■ **DATA**
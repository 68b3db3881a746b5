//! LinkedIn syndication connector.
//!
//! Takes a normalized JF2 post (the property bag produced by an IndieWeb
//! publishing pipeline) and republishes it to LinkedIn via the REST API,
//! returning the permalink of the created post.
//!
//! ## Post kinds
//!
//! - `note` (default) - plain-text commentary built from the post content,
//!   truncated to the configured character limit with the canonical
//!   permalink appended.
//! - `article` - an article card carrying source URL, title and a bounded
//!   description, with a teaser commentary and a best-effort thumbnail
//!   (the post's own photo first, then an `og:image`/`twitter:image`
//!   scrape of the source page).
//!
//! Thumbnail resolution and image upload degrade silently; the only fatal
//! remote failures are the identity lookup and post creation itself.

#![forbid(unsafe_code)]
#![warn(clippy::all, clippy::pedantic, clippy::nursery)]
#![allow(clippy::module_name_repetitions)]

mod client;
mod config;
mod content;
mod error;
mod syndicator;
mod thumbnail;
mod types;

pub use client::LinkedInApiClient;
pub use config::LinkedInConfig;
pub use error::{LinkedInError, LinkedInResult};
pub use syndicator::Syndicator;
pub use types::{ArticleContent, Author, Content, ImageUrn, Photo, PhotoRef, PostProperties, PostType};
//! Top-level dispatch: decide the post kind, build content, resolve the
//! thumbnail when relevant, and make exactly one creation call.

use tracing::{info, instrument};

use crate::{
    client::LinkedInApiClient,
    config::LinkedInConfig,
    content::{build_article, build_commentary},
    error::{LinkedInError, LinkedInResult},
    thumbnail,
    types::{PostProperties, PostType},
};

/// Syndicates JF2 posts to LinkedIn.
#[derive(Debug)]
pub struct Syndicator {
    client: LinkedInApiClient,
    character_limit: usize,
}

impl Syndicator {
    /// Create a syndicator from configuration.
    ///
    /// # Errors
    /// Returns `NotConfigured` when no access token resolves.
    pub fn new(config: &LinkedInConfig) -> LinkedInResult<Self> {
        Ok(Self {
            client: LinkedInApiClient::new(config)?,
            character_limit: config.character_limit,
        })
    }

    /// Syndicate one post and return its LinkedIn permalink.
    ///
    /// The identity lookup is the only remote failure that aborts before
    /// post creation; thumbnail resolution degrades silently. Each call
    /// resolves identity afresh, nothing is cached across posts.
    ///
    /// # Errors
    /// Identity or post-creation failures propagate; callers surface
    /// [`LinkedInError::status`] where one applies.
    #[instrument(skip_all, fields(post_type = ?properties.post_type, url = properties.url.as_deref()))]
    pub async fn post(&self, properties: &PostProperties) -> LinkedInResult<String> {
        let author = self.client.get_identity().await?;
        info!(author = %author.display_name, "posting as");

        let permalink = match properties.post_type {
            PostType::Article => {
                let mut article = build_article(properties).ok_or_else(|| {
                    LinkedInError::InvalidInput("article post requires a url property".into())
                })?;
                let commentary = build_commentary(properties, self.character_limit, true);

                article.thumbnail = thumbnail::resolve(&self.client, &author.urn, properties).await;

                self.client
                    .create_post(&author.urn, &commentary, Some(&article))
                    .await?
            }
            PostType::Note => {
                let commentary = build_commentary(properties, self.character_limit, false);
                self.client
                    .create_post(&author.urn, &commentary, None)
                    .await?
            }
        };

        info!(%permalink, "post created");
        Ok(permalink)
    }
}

■ **REQUIRED WORK**
Your answer should be one number: the count of lines in the records above that contain "posts".

■ **THE COMPLETED TASK**
2